RECORDS SHOWN
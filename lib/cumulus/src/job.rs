// This Source Code Form is subject to the terms of the Mozilla Public
// License, v. 2.0. If a copy of the MPL was not distributed with this
// file, You can obtain one at https://mozilla.org/MPL/2.0/.

//! Fleet-wide job reservations.
//!
//! A job is a claim on one unit of work. Its id encodes the work item, so
//! every node that races to perform the same work tries to insert the same
//! id; the store's uniqueness constraint lets exactly one of them win. There
//! is no lease or heartbeat: a node that dies while holding a reservation
//! leaves the job `Reserved` until the retention window purges it, and that
//! id is never retried.

use std::time::Duration;

use chrono::{DateTime, Utc};
use cumulus_types::JobState;
use serde::{Deserialize, Serialize};
use slog::{debug, info, warn};
use uuid::Uuid;

use crate::error::Error;
use crate::store::{self, Collection, Document, StoreError};

/// Timestamp field used to age out job records.
const TIMESTAMP_FIELD: &str = "timestamp";

#[derive(Clone, Debug, PartialEq, Eq, Serialize, Deserialize)]
pub struct Job {
    pub id: String,
    pub name: String,
    pub state: JobState,
    #[serde(default)]
    pub retry: bool,
    /// The node that reserved the job.
    pub node: Uuid,
    pub timestamp: DateTime<Utc>,
}

impl Job {
    /// Creates a reservation request for the work item identified by
    /// `work_key`. Nodes that call this with the same `name` and `work_key`
    /// contend for the same job.
    pub fn new(
        name: &str,
        work_key: &str,
        node: Uuid,
        now: DateTime<Utc>,
    ) -> Self {
        Self {
            id: format!("{name}-{work_key}"),
            name: name.to_string(),
            state: JobState::Reserved,
            retry: false,
            node,
            timestamp: now,
        }
    }

    /// Attempts to claim this job. Returns `Ok(true)` if this caller now owns
    /// the work and `Ok(false)` if another caller already reserved it.
    pub fn reserve(
        &self,
        log: &slog::Logger,
        coll: &dyn Collection,
    ) -> Result<bool, Error> {
        match coll.insert(Some(&self.id), store::to_document(self)?) {
            Ok(_) => {
                info!(log, "reserved job"; "job" => &self.id,
                      "node" => %self.node);
                Ok(true)
            }
            Err(StoreError::DuplicateKey { .. }) => {
                debug!(log, "job already reserved elsewhere";
                       "job" => &self.id);
                Ok(false)
            }
            Err(e) => Err(e.into()),
        }
    }

    /// Marks a reserved job as failed.
    pub fn failed(
        &mut self,
        log: &slog::Logger,
        coll: &dyn Collection,
    ) -> Result<(), Error> {
        self.set_state(log, coll, JobState::Failed)
    }

    /// Marks a reserved job as finished.
    pub fn finished(
        &mut self,
        log: &slog::Logger,
        coll: &dyn Collection,
    ) -> Result<(), Error> {
        self.set_state(log, coll, JobState::Finished)
    }

    // The stored state is not read back first; repeating the same terminal
    // transition simply rewrites it.
    fn set_state(
        &mut self,
        log: &slog::Logger,
        coll: &dyn Collection,
        state: JobState,
    ) -> Result<(), Error> {
        if self.state.is_terminal() && self.state != state {
            return Err(Error::Invariant(format!(
                "job {} is already {} and cannot become {}",
                self.id, self.state, state
            )));
        }

        let mut fields = Document::new();
        fields.insert("state".to_string(), serde_json::to_value(state)?);
        coll.update_fields(&self.id, fields)?;
        self.state = state;

        info!(log, "job state updated"; "job" => &self.id,
              "state" => %state);
        Ok(())
    }
}

/// Removes jobs reserved longer than `retention` ago, whatever their state.
/// A window reaching back past the earliest representable time purges
/// nothing.
pub fn purge_expired(
    log: &slog::Logger,
    coll: &dyn Collection,
    now: DateTime<Utc>,
    retention: Duration,
) -> Result<usize, Error> {
    let cutoff = chrono::Duration::from_std(retention)
        .ok()
        .and_then(|retention| now.checked_sub_signed(retention));
    let Some(cutoff) = cutoff else {
        debug!(log, "job retention exceeds the calendar; nothing purged";
               "retention" => ?retention);
        return Ok(0);
    };

    let removed = coll.remove_older_than(TIMESTAMP_FIELD, cutoff)?;
    if removed > 0 {
        warn!(log, "purged expired jobs"; "count" => removed);
    }
    Ok(removed)
}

EXERCISE REQUIREMENTS
The required output is the line containing "let removed = coll.remove_older_than(TIMESTAMP_FIELD, cutoff)?;" through the last line of the records above, each copied exactly and nothing more.

OUTPUT FOR THIS EXERCISE
    let removed = coll.remove_older_than(TIMESTAMP_FIELD, cutoff)?;
    if removed > 0 {
        warn!(log, "purged expired jobs"; "count" => removed);
    }
    Ok(removed)
}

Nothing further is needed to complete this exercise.